Papillary thyroid carcinoma (PTC) represents the most common subtype of thyroid cancer (TC). This study was set out to explore the potential effect of CHD1L on PTC and type 2 diabetes mellitus (T2DM).

Methods

We searched for T2DM susceptibility genes through the GWAS database and obtained T2DM-related differentially expressed gene from the GEO database. The expression and clinical data of TC and normal samples were collated from the TCGA database. Receiver operating characteristic (ROC) curve analysis was subsequently applied to assess the sensitivity and specificity of the CHD1L for the diagnosis of PTC. The MCP-counter package in R language was then utilized to generate immune cell score to evaluate the relationship between CHD1L expression and immune cells. Then, we performed functional enrichment analysis of co-expressed genes and DEGs to determine significantly enriched GO terms and KEGG to predict the potential functions of CHD1L in PTC samples and T2DM adipose tissue.

Results

From two genes (ABCB9, CHD1L) were identified to be DEGs (p < 1 * 10−5) that exerted effects on survival (HR > 1, p < 0.05) in PTC and served as T2DM susceptibility genes. The gene expression matrix-based scoring of immunocytes suggested that PTC samples with high and low CHD1L expression presented with significant differences in the tumor microenvironment (TME). The enrichment analysis of CHD1L co-expressed genes and DEGs suggested that CHD1L was involved in multiple pathways to regulate the development of PTC. Among them, Kaposi sarcoma-associated herpesvirus infection, salmonella infection and TNF signaling pathways were highlighted as the three most relevant pathways.
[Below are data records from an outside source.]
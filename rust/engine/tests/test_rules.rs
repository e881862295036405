use holdem_engine::rules::{blinds_for_stack, min_bet, Blinds};

#[test]
fn ten_thousand_chip_table_plays_50_100() {
    assert_eq!(
        blinds_for_stack(10_000),
        Blinds {
            small: 50,
            big: 100
        }
    );
}

#[test]
fn blinds_round_to_the_nearest_ten() {
    // 1_000 / 200 = 5, rounds to 10
    assert_eq!(blinds_for_stack(1_000).small, 10);
    // 2_500 / 200 = 12.5, rounds down to 10
    assert_eq!(blinds_for_stack(2_500).small, 10);
    // 3_000 / 200 = 15, rounds up to 20
    assert_eq!(blinds_for_stack(3_000).small, 20);
    assert_eq!(blinds_for_stack(20_000), Blinds { small: 100, big: 200 });
}

#[test]
fn big_blind_is_twice_small() {
    for stack in [1_000, 5_000, 10_000, 50_000] {
        let b = blinds_for_stack(stack);
        assert_eq!(b.big, b.small * 2);
    }
}

#[test]
fn raise_must_double_the_current_bet() {
    assert_eq!(min_bet(100), 200);
    assert_eq!(min_bet(350), 700);
}

#[test]
fn opening_bet_only_needs_chips_in_play() {
    assert_eq!(min_bet(0), 1);
}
GSEA analysis, employed to analyze the genome dataset of PTC samples and T2DM adipose tissue presenting with high and low expression groups of CHD1L, suggests that these differential genes are related to chemokine signaling pathway, leukocyte transendothelial migration and TCELL receptor signaling pathway.

Conclusion

CHD1L may potentially serve as an early diagnostic biomarker for PTC, and a target of immunotherapy for PTC and T2DM.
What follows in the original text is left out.